In Japan, public parks are pretty much a dime-a-dozen, which is why I never could have imagined myself ever getting particularly excited over any park. That is, until I was introduced to Daisen Park. My friend who accompanied me on my first visit, a Sakai native who has lived most of her life in the city, explained to me that this park is one of her favourite local places; and it’s easy to see why.
This excellently maintained green wonderland of a park is one of Osaka prefecture’s most beautiful outdoor spots you can visit any time of the year without paying a single yen. If you’re just looking for a quiet afternoon alone to relax, or perhaps the cheapest date possible, it’s difficult not to enjoy a peaceful day here among the abundance of gorgeous trees and flowers at almost any time of the year.
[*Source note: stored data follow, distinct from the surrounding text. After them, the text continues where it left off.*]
// SPDX-License-Identifier: MIT
// CPU crop/rescale built on fast_image_resize (SIMD-accelerated).
// BGRA8 in → square BGRA8 out, direct write into caller-provided dst buffer.

use fast_image_resize as fir;
use fir::images::{TypedImage, TypedImageRef};
use fir::pixels::U8x4;
use fir::{ResizeOptions, Resizer};

use crate::plan::SquareCropPlan;
use crate::rotate::{rotate_square_bgra, Rotation};

#[derive(Debug)]
pub enum ScaleError {
    BufferTooSmall,
    EmptyInput,
    PlaneTooSmall { plane: &'static str },
    Fir(fir::ResizeError),
    ImageBuf(fir::ImageBufferError),
}

impl From<fir::ResizeError> for ScaleError { fn from(e: fir::ResizeError) -> Self { Self::Fir(e) } }
impl From<fir::ImageBufferError> for ScaleError { fn from(e: fir::ImageBufferError) -> Self { Self::ImageBuf(e) } }

impl std::fmt::Display for ScaleError {
    fn fmt(&self, f: &mut std::fmt::Formatter<'_>) -> std::fmt::Result {
        match self {
            ScaleError::BufferTooSmall => write!(f, "Output buffer too small"),
            ScaleError::EmptyInput => write!(f, "Input image has zero width or height"),
            ScaleError::PlaneTooSmall { plane } => write!(f, "Plane '{}' is shorter than its strides require", plane),
            ScaleError::Fir(e) => write!(f, "Fast image resize error: {}", e),
            ScaleError::ImageBuf(e) => write!(f, "Image buffer error: {}", e),
        }
    }
}

impl std::error::Error for ScaleError {
    fn source(&self) -> Option<&(dyn std::error::Error + 'static)> {
        match self {
            ScaleError::Fir(e) => Some(e),
            ScaleError::ImageBuf(e) => Some(e),
            _ => None,
        }
    }
}

/// Pre-allocated scratch for the unrotated square before the final rotation pass.
pub struct Staging {
    pub(crate) buf: Vec<u8>,
}
impl Staging {
    pub fn with_capacity(cap: usize) -> Self { Self { buf: Vec::with_capacity(cap) } }
    pub fn ensure_len(&mut self, len: usize) { if self.buf.len() < len { self.buf.resize(len, 0); } }
    pub fn as_slice(&self) -> &[u8] { &self.buf }
}

/// Main crop/rescale entry point.
/// `src_bgra` must be tightly packed `plan.input.w * plan.input.h * 4` bytes.
/// `dst` must be at least `plan.out_side * plan.out_side * 4` bytes (BGRA).
/// Staging is only touched when `rotation` is not the identity.
pub fn crop_and_rescale_bgra(
    resizer: &mut Resizer,
    src_bgra: &[u8],
    plan: &SquareCropPlan,
    rotation: Rotation,
    staging: &mut Staging,
    dst: &mut [u8],
) -> Result<(), ScaleError> {
    if plan.input.w == 0 || plan.input.h == 0 {
        return Err(ScaleError::EmptyInput);
    }
    let dst_len = plan.out_len_bgra();
    if dst.len() < dst_len {
        return Err(ScaleError::BufferTooSmall);
    }

    // --- Source view (tightly packed) ---
    let src_view = TypedImageRef::<U8x4>::from_buffer(plan.input.w, plan.input.h, src_bgra)?;

    // --- Crop box + resize ---
    let opts = ResizeOptions::new()
        .crop(
            plan.left as f64,
            plan.top as f64,
            plan.side as f64,
            plan.side as f64,
        )
        .use_alpha(false);

    if rotation.is_identity() {
        let mut dst_image = TypedImage::<U8x4>::from_buffer(plan.out_side, plan.out_side, &mut dst[..dst_len])?;
        resizer.resize_typed::<U8x4>(&src_view, &mut dst_image, &opts)?;
        return Ok(());
    }

    staging.ensure_len(dst_len);
    {
        let mut square = TypedImage::<U8x4>::from_buffer(plan.out_side, plan.out_side, &mut staging.buf[..dst_len])?;
        resizer.resize_typed::<U8x4>(&src_view, &mut square, &opts)?;
    }

    // --- Rotate into the caller's canvas ---
    rotate_square_bgra(&staging.buf[..dst_len], plan.out_side, rotation, &mut dst[..dst_len])
}

#[cfg(test)]
mod tests {
    use super::*;
    use crate::plan::{build_square_plan, Size};

    /// Left half blue, right half red (BGRA).
    fn split_frame(w: u32, h: u32) -> Vec<u8> {
        let mut data = vec![0u8; (w * h * 4) as usize];
        for y in 0..h {
            for x in 0..w {
                let i = ((y * w + x) * 4) as usize;
                let px = if x < w / 2 { [255, 0, 0, 255] } else { [0, 0, 255, 255] };
                data[i..i + 4].copy_from_slice(&px);
            }
        }
        data
    }

    fn pixel(buf: &[u8], side: u32, x: u32, y: u32) -> [u8; 4] {
        let i = ((y * side + x) * 4) as usize;
        [buf[i], buf[i + 1], buf[i + 2], buf[i + 3]]
    }

    #[test]
    fn rescales_center_square_without_rotation() {
        let input = Size { w: 64, h: 32 };
        let src = split_frame(input.w, input.h);
        let plan = build_square_plan(input, 16);
        let mut resizer = Resizer::new();
        let mut staging = Staging::with_capacity(0);
        let mut dst = vec![0u8; plan.out_len_bgra()];

        crop_and_rescale_bgra(&mut resizer, &src, &plan, Rotation::Deg0, &mut staging, &mut dst).unwrap();

        // Left edge stays blue, right edge stays red
        assert_eq!(pixel(&dst, 16, 0, 8)[0], 255);
        assert_eq!(pixel(&dst, 16, 15, 8)[2], 255);
        assert!(staging.as_slice().is_empty());
    }

    #[test]
    fn quarter_turn_moves_left_half_to_top() {
        let input = Size { w: 32, h: 32 };
        let src = split_frame(input.w, input.h);
        let plan = build_square_plan(input, 8);
        let mut resizer = Resizer::new();
        let mut staging = Staging::with_capacity(plan.out_len_bgra());
        let mut dst = vec![0u8; plan.out_len_bgra()];

        crop_and_rescale_bgra(&mut resizer, &src, &plan, Rotation::Deg90, &mut staging, &mut dst).unwrap();

        // Clockwise: the former left (blue) half becomes the top half
        assert_eq!(pixel(&dst, 8, 4, 0)[0], 255);
        assert_eq!(pixel(&dst, 8, 4, 7)[2], 255);
    }

    #[test]
    fn undersized_destination_is_rejected() {
        let input = Size { w: 8, h: 8 };
        let src = split_frame(8, 8);
        let plan = build_square_plan(input, 8);
        let mut dst = vec![0u8; 16];
        let err = crop_and_rescale_bgra(
            &mut Resizer::new(),
            &src,
            &plan,
            Rotation::Deg0,
            &mut Staging::with_capacity(0),
            &mut dst,
        )
        .unwrap_err();
        assert!(matches!(err, ScaleError::BufferTooSmall));
    }
}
Rising triumphantly above the duck-spattered pond in its center is the pearly Peace Tower, the shadow of which seems to be a popular spot for the elderly to play board games. At eight o’clock in the morning it was amusing to hear the broadcasting of Greig’s “Morning Mood” from the tower’s speakers. Sitting by the pond, I was a little surprised to see a few fishermen casting their lines from its shore; what they expected to catch still remains a mystery to me.
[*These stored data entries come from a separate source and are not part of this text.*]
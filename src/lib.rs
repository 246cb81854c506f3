//! # Photobooth Preview Library
//!
//! Real-time camera preview pipeline: turns a stream of raw YUV 4:2:0 camera
//! frames into square, orientation-corrected preview images for a display.
//!
//! ## Architecture
//!
//! The library is organized into several key modules:
//! - `capture`: Raw frame handles, the frame source interface, a synthetic source
//! - `processing`: Decoder and crop/rescale contracts with CPU implementations
//! - `core`: Scratch buffers, the latest-image holder, output images, diagnostics
//! - `display`: Handoff of finished images to the display context
//! - `pipeline`: Single-flight per-frame orchestration and the preview mode toggle
//! - `config`: Configuration management and validation
//!
//! ## Features
//!
//! - **Drop, never queue**: frames arriving while one is in flight are released at once
//! - **Reused buffers**: decode buffers are reallocated only on resolution change
//! - **Non-blocking display handoff**: frame delivery never waits for rendering
//! - **Async/await**: the display context runs on Tokio
//!
//! ## Example
//!
//! ```rust,no_run
//! use photobooth_preview::{run_preview, PreviewOptions};
//!
//! # async fn example() -> anyhow::Result<()> {
//! let options = PreviewOptions {
//!     width: 640,
//!     height: 480,
//!     frames: 120,
//!     fps: 30,
//!     delivery_threads: 1,
//!     save_latest: Some("latest.png".to_string()),
//!     config: Default::default(),
//! };
//!
//! let stats = run_preview(options).await?;
//! println!("{}", stats);
//! # Ok(())
//! # }
//! ```

use std::sync::Arc;
use std::sync::atomic::{AtomicU64, Ordering};
use std::time::Duration;

use anyhow::{Context, Result, anyhow};
use tracing::{info, trace};

pub mod capture;
pub mod config;
pub mod core;
pub mod display;
pub mod error;
pub mod pipeline;
pub mod processing;

/// Re-export error types for convenience
pub use crate::error::{ErrorClass, HasSeverity, PreviewError, PreviewResult};

pub use crate::capture::{FrameSource, RawFrame, SyntheticFrameSource};
pub use crate::config::PreviewConfig;
pub use crate::core::diagnostics::{PipelineEvent, StatsSnapshot};
pub use crate::core::output_image::OutputImage;
pub use crate::display::{DisplaySink, DisplayWorker};
pub use crate::pipeline::{FrameOutcome, PipelineState, PreviewPipeline, PreviewPipelineBuilder};

/// Options for a synthetic preview run.
#[derive(Debug, Clone)]
pub struct PreviewOptions {
    /// Width of the generated camera frames.
    pub width: u32,

    /// Height of the generated camera frames.
    pub height: u32,

    /// Number of frames the synthetic camera produces.
    pub frames: u64,

    /// Frame rate of the synthetic camera. Must be greater than 0.
    pub fps: u32,

    /// Threads delivering frame-available notifications concurrently.
    ///
    /// More than one exercises the single-flight gate: notifications that
    /// arrive while a frame is in flight are dropped.
    pub delivery_threads: usize,

    /// Write the last rendered image to this path (PNG, JPEG, ... by extension).
    pub save_latest: Option<String>,

    /// Pipeline configuration.
    pub config: PreviewConfig,
}

/// Display sink that only counts what it is shown.
#[derive(Debug, Default)]
pub struct CountingSink {
    rendered: AtomicU64,
}

impl CountingSink {
    pub fn rendered(&self) -> u64 {
        self.rendered.load(Ordering::Relaxed)
    }
}

impl DisplaySink for CountingSink {
    fn render_image(&self, image: Arc<OutputImage>) -> PreviewResult<()> {
        trace!(
            sequence = image.sequence(),
            width = image.width(),
            height = image.height(),
            "image rendered"
        );
        self.rendered.fetch_add(1, Ordering::Relaxed);
        Ok(())
    }
}

/// Drive a pipeline from a synthetic camera and return the final counters.
///
/// Frames are delivered from blocking threads at the requested rate; the
/// display worker runs on the current Tokio runtime.
pub async fn run_preview(options: PreviewOptions) -> Result<StatsSnapshot> {
    if options.fps == 0 {
        return Err(anyhow!("fps must be greater than 0"));
    }
    if options.width == 0 || options.height == 0 {
        return Err(anyhow!(
            "frame size must be non-zero (got {}x{})",
            options.width,
            options.height
        ));
    }

    let sink = Arc::new(CountingSink::default());
    let (pipeline, worker) = PreviewPipeline::builder()
        .with_config(options.config.clone())
        .with_sink(&sink)
        .build()?;
    let pipeline = Arc::new(pipeline);
    let source = Arc::new(SyntheticFrameSource::new(options.width, options.height));

    info!(
        width = options.width,
        height = options.height,
        frames = options.frames,
        fps = options.fps,
        "starting synthetic camera"
    );

    let interval = Duration::from_secs_f64(1.0 / options.fps as f64);
    let threads = options.delivery_threads.max(1);
    let mut deliveries = Vec::with_capacity(threads);
    for index in 0..threads {
        let pipeline = pipeline.clone();
        let source = source.clone();
        let frames = options.frames;
        deliveries.push(tokio::task::spawn_blocking(move || {
            for _ in 0..frames {
                // One producer; every thread still gets a notification per frame.
                if index == 0 {
                    source.push_frames(1);
                }
                pipeline.on_frame(source.as_ref());
                std::thread::sleep(interval);
            }
        }));
    }
    for delivery in deliveries {
        delivery.await.context("frame delivery thread failed")?;
    }

    pipeline.flush_display().await?;
    let stats = pipeline.stats();

    if let Some(path) = &options.save_latest {
        let latest = pipeline
            .latest_image()
            .ok_or_else(|| anyhow!("no preview image was rendered"))?;
        latest
            .as_rgba()
            .save(path)
            .with_context(|| format!("failed to save latest image to {}", path))?;
        info!(path = %path, sequence = latest.sequence(), "saved latest image");
    }

    pipeline.clear_latest_image();
    drop(pipeline);
    worker.join().await?;

    let tracker = source.tracker();
    if !tracker.balanced() {
        return Err(anyhow!(
            "frame release imbalance: acquired {}, released {}, leaked {}, double released {}",
            tracker.acquired(),
            tracker.released(),
            tracker.leaked(),
            tracker.double_released()
        ));
    }
    info!(rendered = sink.rendered(), "synthetic camera finished");
    Ok(stats)
}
Though you’ll always find plenty of locals engaging in various activities, the park is easily spacious enough that you’ll never find yourself pushing through a crowd and that you can stake out your own piece of territory within its 35 acres. If children are not content with playing in the park and its sprawling open field, they have their choice of a number of playgrounds or exploring the Jido no Mori (“children’s forest”). Located just beyond the park are plenty of small business and restaurants, Japanese and western-style alike. Of course, you may not even have to go that far for a bite to eat as on occasion food cart vendors can be found wandering the outskirts of the park. Public restrooms and vending machines are never far away either. Though sunny days make for the best visits, one can always seek shade under the many trees if they get too hot walking the winding trails or sitting on one of the plentiful benches.
The park also serves as a hub of sorts for much of the city, with many of Sakai’s significant places within walking distance. In addition to Sakai City Museum located within it, the Nintoku Kofun is immediately across the street. Also only a stone’s throw away are the Sakai City Urban Greenery Centre, Sakai Bicycle Museum and the city’s public library.
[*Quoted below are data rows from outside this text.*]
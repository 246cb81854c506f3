//! # Raw Frames and Frame Leases
//!
//! A raw frame is a handle to a native multi-plane buffer owned by the frame
//! source. Native buffers are scarce (the source typically has a handful), so
//! every frame handed out must be released exactly once, and promptly, no
//! matter how processing ends.
//!
//! [`FrameLease`] enforces that: it owns the frame, releases it on an explicit
//! [`FrameLease::release`] call or when dropped, and never releases twice.

use preview_scale::yuv::PlaneRef;

/// The three planes of a YUV 4:2:0 frame.
#[derive(Clone, Copy, Debug)]
pub struct YuvPlanes<'a> {
    pub y: PlaneRef<'a>,
    pub u: PlaneRef<'a>,
    pub v: PlaneRef<'a>,
}

impl<'a> YuvPlanes<'a> {
    pub fn as_array(&self) -> [PlaneRef<'a>; 3] {
        [self.y, self.u, self.v]
    }
}

/// Handle to a native multi-plane pixel buffer in YUV 4:2:0 encoding.
pub trait RawFrame {
    fn width(&self) -> u32;
    fn height(&self) -> u32;

    /// Plane views. Only valid until `release` is called.
    fn planes(&self) -> YuvPlanes<'_>;

    /// Return the buffer to the frame source.
    fn release(&mut self);
}

/// Source of raw frames, such as a camera image reader.
pub trait FrameSource: Send + Sync {
    type Frame: RawFrame;

    /// Take the most recent pending frame, discarding older ones.
    fn acquire_latest_frame(&self) -> Option<Self::Frame>;
}

/// Owning guard that releases its frame exactly once.
pub struct FrameLease<F: RawFrame> {
    frame: Option<F>,
    width: u32,
    height: u32,
}

impl<F: RawFrame> FrameLease<F> {
    pub fn new(frame: F) -> Self {
        let (width, height) = (frame.width(), frame.height());
        Self {
            frame: Some(frame),
            width,
            height,
        }
    }

    /// Width of the leased frame. Still available after release.
    pub fn width(&self) -> u32 {
        self.width
    }

    /// Height of the leased frame. Still available after release.
    pub fn height(&self) -> u32 {
        self.height
    }

    /// Plane views, or `None` once the frame has been released.
    pub fn planes(&self) -> Option<YuvPlanes<'_>> {
        self.frame.as_ref().map(RawFrame::planes)
    }

    pub fn is_released(&self) -> bool {
        self.frame.is_none()
    }

    /// Release the frame now. Later calls, and the eventual drop, do nothing.
    pub fn release(&mut self) {
        if let Some(mut frame) = self.frame.take() {
            frame.release();
        }
    }
}

impl<F: RawFrame> Drop for FrameLease<F> {
    fn drop(&mut self) {
        self.release();
    }
}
In addition to Nintoku, many other kofun (imperial tombs) that Sakai is well known for are scattered across the park. If you’re hoping for an up close look though, you may be disappointed as they are all fenced (and moated) off from the public.
For those of us that have become sick of Japan’s typical hectic urban scenes but still want the conveniences of the city, this park makes for a wonderful escape while still providing a nice slice of Japanese living whether you go alone or with friends and family.